◆ Work to complete
Your answer should be the lines below from the one with "#[derive(Debug, Clone, PartialEq, Eq, Deserialize, Serialize)]" to the one with "Points an existing", both included, given again exactly and with nothing added.
------ Dataset extract
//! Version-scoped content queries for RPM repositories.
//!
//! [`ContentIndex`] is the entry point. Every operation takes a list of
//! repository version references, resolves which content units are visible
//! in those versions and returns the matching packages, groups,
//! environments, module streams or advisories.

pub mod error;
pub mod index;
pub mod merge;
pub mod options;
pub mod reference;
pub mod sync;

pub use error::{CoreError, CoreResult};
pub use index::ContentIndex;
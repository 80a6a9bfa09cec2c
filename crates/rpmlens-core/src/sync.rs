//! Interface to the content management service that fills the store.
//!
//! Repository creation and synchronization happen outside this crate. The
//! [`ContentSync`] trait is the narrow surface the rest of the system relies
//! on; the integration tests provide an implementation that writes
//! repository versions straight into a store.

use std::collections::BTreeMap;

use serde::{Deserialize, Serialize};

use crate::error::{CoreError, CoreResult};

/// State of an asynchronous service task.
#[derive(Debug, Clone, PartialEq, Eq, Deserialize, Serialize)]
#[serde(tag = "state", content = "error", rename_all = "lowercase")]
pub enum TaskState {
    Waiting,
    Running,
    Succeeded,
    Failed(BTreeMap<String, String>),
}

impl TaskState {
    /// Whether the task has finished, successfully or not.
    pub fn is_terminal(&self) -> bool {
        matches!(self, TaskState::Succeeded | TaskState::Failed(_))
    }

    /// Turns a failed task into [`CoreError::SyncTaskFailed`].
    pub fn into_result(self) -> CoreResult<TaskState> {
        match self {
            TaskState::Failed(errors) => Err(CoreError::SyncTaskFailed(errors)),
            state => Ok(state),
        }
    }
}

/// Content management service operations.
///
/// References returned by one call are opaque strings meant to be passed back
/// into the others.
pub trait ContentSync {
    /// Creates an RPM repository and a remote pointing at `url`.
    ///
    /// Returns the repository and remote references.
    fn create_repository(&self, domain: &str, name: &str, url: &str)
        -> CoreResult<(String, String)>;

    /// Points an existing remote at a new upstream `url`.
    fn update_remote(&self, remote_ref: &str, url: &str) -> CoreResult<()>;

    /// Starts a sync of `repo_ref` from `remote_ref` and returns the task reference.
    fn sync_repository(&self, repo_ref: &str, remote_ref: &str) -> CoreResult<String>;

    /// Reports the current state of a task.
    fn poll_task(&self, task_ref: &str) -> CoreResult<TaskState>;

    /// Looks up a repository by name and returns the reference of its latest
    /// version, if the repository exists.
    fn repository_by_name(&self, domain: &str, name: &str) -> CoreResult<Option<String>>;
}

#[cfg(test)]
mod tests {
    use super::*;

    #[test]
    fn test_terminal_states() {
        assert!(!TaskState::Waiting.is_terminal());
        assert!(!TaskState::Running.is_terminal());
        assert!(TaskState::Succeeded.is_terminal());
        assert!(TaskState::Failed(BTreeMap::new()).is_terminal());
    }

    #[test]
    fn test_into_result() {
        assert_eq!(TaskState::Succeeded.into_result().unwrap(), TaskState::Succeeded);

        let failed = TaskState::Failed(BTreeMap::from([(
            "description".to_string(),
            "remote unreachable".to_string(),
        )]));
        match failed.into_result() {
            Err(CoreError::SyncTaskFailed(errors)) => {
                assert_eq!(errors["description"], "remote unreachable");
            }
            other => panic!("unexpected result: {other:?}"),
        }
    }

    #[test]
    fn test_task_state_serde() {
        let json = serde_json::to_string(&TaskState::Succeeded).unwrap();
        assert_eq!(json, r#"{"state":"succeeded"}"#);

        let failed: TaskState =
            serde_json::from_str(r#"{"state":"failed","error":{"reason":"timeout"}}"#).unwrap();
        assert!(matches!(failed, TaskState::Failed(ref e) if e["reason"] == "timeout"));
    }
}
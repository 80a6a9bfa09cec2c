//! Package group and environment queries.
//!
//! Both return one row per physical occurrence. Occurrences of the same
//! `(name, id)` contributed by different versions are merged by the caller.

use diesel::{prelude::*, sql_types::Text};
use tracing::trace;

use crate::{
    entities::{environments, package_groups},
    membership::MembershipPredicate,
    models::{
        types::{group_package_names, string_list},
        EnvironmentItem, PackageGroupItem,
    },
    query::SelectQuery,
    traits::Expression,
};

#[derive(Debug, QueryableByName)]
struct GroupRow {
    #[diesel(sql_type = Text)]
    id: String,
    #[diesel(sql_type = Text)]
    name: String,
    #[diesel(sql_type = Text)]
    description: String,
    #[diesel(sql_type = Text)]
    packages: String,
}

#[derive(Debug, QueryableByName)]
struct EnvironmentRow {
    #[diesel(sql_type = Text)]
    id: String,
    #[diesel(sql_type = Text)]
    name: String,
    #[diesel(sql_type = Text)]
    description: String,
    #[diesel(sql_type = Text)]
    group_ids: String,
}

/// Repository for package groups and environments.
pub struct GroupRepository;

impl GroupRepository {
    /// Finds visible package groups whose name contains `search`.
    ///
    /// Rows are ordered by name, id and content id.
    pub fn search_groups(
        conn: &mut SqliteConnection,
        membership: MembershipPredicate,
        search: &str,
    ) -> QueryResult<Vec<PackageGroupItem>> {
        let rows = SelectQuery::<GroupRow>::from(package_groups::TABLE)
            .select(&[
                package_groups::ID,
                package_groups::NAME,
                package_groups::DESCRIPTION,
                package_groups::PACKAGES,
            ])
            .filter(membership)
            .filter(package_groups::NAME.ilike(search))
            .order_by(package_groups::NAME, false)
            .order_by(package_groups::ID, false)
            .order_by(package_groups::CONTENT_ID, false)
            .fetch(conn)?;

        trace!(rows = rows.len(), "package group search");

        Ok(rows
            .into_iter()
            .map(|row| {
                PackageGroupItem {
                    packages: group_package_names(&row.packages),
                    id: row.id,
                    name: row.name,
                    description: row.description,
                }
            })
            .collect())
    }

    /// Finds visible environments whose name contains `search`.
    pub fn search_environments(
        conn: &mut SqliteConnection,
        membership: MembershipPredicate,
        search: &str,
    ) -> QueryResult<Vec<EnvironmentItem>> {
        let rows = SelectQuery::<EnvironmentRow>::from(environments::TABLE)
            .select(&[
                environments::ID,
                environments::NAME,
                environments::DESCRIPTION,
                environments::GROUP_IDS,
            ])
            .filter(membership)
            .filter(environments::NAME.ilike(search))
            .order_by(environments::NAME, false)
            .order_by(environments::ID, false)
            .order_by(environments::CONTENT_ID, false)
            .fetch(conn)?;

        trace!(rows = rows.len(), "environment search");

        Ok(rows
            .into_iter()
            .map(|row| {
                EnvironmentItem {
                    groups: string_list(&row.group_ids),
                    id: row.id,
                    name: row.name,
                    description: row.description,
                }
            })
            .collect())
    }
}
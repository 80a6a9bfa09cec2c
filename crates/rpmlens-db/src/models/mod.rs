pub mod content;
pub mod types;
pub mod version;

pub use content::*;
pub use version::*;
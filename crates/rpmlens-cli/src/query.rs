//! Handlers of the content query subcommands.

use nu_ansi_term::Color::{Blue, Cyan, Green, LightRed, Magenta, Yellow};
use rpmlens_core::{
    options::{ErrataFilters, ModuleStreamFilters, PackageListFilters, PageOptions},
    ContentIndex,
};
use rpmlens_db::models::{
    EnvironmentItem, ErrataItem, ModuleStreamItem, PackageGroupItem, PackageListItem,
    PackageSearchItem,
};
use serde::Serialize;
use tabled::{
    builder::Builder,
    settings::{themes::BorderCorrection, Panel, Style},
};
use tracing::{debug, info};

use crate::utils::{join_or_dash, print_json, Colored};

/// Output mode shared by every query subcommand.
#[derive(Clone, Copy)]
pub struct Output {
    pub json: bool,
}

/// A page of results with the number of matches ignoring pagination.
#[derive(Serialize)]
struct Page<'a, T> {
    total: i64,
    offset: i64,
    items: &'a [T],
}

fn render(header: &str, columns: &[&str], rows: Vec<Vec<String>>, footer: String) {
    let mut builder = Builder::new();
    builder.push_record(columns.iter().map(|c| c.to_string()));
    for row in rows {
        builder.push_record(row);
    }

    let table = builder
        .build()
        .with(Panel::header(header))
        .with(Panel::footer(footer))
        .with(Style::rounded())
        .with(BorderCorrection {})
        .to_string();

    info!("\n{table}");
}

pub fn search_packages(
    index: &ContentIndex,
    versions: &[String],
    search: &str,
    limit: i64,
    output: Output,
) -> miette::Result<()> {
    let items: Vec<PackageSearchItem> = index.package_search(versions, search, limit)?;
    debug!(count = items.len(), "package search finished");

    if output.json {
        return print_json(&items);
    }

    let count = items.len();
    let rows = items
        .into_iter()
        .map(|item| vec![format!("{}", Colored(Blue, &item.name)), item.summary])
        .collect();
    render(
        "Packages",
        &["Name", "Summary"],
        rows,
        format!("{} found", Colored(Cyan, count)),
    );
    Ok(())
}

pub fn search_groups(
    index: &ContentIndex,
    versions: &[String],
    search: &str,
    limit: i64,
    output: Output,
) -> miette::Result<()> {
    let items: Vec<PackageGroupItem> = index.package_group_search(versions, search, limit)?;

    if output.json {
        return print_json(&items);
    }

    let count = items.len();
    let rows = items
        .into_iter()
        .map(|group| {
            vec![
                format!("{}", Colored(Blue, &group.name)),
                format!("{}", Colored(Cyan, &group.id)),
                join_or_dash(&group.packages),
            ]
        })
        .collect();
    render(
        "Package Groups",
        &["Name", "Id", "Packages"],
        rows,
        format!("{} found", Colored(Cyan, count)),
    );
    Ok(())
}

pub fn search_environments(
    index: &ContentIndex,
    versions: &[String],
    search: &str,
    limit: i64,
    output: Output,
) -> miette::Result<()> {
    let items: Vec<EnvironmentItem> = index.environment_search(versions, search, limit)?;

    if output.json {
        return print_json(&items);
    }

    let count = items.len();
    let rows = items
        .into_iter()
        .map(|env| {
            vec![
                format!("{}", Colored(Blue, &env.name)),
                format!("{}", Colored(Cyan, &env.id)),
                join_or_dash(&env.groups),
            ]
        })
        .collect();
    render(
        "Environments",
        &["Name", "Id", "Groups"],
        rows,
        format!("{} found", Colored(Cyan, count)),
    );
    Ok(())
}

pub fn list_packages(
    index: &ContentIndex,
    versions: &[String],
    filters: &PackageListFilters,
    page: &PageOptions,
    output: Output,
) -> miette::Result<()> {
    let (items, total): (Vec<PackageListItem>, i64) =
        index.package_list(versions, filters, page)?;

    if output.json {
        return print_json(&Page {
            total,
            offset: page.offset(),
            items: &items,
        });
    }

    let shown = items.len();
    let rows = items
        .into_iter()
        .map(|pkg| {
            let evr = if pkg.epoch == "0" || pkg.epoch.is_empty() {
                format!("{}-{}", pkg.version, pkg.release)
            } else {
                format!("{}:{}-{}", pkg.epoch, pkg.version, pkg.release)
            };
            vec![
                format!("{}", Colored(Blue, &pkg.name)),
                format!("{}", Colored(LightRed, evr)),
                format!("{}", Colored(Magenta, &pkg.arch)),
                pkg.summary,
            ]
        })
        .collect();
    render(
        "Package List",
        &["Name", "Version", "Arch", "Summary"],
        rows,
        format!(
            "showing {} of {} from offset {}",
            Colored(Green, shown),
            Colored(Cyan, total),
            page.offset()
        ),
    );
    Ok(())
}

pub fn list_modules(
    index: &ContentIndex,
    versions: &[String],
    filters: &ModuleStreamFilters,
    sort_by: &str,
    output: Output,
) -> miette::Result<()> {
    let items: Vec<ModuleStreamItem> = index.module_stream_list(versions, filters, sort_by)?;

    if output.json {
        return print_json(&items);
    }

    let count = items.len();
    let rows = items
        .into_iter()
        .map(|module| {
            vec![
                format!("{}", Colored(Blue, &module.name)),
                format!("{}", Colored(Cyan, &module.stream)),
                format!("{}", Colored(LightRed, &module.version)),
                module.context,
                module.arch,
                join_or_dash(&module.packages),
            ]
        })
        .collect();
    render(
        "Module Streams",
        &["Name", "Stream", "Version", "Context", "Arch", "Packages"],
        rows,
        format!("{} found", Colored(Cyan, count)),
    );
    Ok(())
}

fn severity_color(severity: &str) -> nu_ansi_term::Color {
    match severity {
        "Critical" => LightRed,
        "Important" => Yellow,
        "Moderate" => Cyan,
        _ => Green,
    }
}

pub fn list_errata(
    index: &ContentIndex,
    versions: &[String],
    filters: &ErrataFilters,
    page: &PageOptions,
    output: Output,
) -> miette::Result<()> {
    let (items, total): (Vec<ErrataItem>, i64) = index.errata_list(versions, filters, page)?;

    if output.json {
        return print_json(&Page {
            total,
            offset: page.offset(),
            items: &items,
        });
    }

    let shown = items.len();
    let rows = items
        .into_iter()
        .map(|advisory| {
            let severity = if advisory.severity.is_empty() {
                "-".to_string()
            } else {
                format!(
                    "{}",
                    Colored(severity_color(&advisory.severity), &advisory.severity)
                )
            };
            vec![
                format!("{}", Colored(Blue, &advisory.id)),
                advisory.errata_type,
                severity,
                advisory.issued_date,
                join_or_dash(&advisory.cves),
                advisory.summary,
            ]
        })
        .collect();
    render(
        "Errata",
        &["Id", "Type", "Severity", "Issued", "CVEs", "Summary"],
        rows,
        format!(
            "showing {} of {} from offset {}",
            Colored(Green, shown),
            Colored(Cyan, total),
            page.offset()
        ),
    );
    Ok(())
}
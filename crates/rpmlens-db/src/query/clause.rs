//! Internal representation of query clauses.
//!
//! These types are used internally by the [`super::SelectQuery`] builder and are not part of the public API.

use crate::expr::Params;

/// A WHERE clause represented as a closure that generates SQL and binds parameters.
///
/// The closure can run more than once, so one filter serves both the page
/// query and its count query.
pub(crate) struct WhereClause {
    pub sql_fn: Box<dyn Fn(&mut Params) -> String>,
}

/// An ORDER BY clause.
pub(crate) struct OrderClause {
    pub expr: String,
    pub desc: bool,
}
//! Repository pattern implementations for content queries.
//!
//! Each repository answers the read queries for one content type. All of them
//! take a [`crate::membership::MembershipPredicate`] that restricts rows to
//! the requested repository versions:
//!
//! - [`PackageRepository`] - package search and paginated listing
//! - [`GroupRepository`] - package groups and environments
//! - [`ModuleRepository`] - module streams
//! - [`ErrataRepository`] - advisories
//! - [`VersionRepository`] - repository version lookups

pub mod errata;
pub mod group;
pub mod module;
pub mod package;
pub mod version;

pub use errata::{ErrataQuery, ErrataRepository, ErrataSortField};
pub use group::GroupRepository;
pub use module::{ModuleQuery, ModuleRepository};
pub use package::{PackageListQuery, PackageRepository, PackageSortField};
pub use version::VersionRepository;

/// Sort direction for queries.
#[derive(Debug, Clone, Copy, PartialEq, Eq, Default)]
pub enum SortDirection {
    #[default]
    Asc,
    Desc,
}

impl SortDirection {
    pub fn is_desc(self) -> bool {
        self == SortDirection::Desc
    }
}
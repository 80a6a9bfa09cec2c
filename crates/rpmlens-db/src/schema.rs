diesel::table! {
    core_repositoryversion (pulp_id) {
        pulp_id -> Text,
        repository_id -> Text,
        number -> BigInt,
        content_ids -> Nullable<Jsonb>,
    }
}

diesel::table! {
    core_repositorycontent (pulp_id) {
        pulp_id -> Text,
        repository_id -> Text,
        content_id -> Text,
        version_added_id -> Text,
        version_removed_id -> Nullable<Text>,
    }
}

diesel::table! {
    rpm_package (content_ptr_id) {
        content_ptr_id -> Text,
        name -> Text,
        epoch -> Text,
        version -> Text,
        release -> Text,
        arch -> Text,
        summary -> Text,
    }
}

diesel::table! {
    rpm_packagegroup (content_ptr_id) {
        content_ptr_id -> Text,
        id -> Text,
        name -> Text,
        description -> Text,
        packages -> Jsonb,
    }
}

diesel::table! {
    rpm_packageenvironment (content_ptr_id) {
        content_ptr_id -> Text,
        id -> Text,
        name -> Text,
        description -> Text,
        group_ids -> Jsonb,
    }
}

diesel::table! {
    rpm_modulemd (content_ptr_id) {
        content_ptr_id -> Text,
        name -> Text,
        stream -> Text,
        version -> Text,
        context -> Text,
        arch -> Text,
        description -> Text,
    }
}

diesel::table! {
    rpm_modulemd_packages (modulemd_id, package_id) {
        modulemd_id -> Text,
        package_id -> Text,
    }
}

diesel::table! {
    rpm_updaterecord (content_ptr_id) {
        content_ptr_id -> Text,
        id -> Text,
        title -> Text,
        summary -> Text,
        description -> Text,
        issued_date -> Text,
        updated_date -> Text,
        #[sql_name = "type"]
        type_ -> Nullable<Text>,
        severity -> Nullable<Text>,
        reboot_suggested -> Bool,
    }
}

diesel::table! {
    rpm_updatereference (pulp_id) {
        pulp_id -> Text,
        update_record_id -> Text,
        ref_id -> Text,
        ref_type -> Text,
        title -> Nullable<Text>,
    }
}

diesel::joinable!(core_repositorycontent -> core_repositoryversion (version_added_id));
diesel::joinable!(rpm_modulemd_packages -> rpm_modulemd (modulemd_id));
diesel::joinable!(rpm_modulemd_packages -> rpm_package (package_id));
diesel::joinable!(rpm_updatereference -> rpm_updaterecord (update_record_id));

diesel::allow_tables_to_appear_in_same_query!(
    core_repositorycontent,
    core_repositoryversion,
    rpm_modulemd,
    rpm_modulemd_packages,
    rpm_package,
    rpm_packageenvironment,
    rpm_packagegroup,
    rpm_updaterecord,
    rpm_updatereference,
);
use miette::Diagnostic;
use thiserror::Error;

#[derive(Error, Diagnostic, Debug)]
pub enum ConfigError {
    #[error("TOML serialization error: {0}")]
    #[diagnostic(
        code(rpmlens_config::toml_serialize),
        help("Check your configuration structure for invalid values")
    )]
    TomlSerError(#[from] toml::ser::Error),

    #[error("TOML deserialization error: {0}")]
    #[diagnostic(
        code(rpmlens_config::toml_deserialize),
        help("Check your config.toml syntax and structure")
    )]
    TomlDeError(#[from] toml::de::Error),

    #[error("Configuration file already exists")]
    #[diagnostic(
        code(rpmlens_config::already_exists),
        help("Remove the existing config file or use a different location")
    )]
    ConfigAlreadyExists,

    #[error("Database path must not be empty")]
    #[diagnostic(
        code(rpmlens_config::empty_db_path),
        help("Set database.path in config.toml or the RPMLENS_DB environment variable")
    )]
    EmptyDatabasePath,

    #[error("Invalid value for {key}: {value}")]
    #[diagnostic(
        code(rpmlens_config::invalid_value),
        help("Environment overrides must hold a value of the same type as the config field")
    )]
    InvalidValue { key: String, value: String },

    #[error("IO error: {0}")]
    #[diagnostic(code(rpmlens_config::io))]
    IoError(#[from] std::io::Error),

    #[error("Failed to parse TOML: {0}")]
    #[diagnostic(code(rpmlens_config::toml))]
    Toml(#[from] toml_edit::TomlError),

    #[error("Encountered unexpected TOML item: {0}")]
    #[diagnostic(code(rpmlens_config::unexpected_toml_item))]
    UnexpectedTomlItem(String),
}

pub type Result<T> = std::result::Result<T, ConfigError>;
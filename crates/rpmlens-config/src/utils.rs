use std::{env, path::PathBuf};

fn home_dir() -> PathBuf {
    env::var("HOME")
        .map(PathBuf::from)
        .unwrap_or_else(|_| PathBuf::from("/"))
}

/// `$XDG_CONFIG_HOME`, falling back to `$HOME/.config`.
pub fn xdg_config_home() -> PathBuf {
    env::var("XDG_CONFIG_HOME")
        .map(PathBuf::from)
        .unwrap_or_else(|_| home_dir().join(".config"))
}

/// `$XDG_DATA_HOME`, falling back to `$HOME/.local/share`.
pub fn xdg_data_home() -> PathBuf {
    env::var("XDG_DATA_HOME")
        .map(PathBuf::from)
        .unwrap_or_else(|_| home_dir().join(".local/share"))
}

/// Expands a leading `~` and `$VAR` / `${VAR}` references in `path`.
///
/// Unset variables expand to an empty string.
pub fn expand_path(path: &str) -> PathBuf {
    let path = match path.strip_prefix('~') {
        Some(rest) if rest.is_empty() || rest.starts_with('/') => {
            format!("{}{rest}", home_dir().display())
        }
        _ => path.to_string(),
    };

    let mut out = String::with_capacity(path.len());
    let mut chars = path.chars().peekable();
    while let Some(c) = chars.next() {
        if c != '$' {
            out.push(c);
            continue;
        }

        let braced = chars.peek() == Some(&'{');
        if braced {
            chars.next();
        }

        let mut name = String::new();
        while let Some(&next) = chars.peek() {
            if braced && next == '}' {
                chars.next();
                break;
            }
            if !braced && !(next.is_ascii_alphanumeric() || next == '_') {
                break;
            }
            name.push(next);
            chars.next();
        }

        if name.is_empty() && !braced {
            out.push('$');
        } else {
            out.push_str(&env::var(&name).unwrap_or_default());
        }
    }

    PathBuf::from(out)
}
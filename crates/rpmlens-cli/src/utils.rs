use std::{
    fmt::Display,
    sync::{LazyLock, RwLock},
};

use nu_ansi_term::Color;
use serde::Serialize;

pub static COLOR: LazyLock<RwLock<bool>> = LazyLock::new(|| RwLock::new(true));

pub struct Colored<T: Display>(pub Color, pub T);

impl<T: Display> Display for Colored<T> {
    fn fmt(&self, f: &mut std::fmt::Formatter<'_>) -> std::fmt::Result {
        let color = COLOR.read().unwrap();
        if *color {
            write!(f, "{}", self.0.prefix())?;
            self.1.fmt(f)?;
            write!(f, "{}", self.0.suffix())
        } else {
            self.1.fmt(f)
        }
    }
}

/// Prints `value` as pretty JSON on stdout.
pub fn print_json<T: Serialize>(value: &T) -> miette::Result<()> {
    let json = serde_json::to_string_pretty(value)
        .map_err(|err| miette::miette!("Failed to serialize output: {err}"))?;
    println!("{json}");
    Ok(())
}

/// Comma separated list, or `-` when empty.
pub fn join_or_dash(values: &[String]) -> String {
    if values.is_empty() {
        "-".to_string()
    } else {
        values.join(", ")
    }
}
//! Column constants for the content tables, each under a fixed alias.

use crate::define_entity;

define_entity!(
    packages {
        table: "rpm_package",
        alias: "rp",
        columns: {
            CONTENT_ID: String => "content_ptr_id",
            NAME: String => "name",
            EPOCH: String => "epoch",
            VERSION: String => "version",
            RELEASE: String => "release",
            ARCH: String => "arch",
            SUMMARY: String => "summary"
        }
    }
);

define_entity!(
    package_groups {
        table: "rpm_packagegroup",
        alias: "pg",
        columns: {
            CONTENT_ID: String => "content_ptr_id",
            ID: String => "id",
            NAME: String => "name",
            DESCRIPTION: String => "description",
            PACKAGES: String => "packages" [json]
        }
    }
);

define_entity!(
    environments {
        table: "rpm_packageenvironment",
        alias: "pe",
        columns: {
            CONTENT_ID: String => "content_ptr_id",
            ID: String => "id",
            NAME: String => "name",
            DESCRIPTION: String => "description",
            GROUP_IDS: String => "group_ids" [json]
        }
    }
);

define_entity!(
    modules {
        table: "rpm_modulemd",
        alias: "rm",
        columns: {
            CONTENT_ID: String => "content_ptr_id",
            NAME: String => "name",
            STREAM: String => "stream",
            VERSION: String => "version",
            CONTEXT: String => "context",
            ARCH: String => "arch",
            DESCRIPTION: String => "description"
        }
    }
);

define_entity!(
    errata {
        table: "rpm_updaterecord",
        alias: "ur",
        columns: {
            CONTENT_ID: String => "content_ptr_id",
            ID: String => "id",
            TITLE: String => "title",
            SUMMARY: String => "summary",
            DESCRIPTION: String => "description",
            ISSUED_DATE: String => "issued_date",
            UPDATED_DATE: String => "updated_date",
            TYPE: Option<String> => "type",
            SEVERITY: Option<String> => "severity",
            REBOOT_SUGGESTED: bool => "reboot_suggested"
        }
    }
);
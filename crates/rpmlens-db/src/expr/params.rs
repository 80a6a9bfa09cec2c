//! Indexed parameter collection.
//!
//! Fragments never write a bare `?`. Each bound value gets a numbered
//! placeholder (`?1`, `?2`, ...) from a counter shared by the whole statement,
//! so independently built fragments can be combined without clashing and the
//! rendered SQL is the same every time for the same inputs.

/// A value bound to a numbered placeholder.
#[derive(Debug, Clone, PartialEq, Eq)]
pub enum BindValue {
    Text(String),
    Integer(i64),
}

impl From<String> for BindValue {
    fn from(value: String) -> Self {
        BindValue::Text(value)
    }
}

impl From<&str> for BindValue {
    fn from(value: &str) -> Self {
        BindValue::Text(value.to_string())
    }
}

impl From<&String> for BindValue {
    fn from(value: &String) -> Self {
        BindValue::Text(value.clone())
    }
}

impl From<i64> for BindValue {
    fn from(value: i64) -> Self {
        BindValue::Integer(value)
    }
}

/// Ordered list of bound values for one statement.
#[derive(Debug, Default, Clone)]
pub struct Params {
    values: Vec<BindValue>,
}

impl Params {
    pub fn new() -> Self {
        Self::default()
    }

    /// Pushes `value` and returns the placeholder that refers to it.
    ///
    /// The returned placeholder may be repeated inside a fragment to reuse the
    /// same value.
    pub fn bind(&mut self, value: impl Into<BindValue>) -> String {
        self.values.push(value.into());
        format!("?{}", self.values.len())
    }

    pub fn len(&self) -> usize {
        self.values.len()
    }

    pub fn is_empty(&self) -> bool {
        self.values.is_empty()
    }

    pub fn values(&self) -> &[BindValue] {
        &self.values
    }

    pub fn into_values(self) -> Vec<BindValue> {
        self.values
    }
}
------------
◆ Task answer
#[derive(Debug, Clone, PartialEq, Eq, Deserialize, Serialize)]
#[serde(tag = "state", content = "error", rename_all = "lowercase")]
pub enum TaskState {
    Waiting,
    Running,
    Succeeded,
    Failed(BTreeMap<String, String>),
}

impl TaskState {
    /// Whether the task has finished, successfully or not.
    pub fn is_terminal(&self) -> bool {
        matches!(self, TaskState::Succeeded | TaskState::Failed(_))
    }

    /// Turns a failed task into [`CoreError::SyncTaskFailed`].
    pub fn into_result(self) -> CoreResult<TaskState> {
        match self {
            TaskState::Failed(errors) => Err(CoreError::SyncTaskFailed(errors)),
            state => Ok(state),
        }
    }
}

/// Content management service operations.
///
/// References returned by one call are opaque strings meant to be passed back
/// into the others.
pub trait ContentSync {
    /// Creates an RPM repository and a remote pointing at `url`.
    ///
    /// Returns the repository and remote references.
    fn create_repository(&self, domain: &str, name: &str, url: &str)
        -> CoreResult<(String, String)>;

    /// Points an existing remote at a new upstream `url`.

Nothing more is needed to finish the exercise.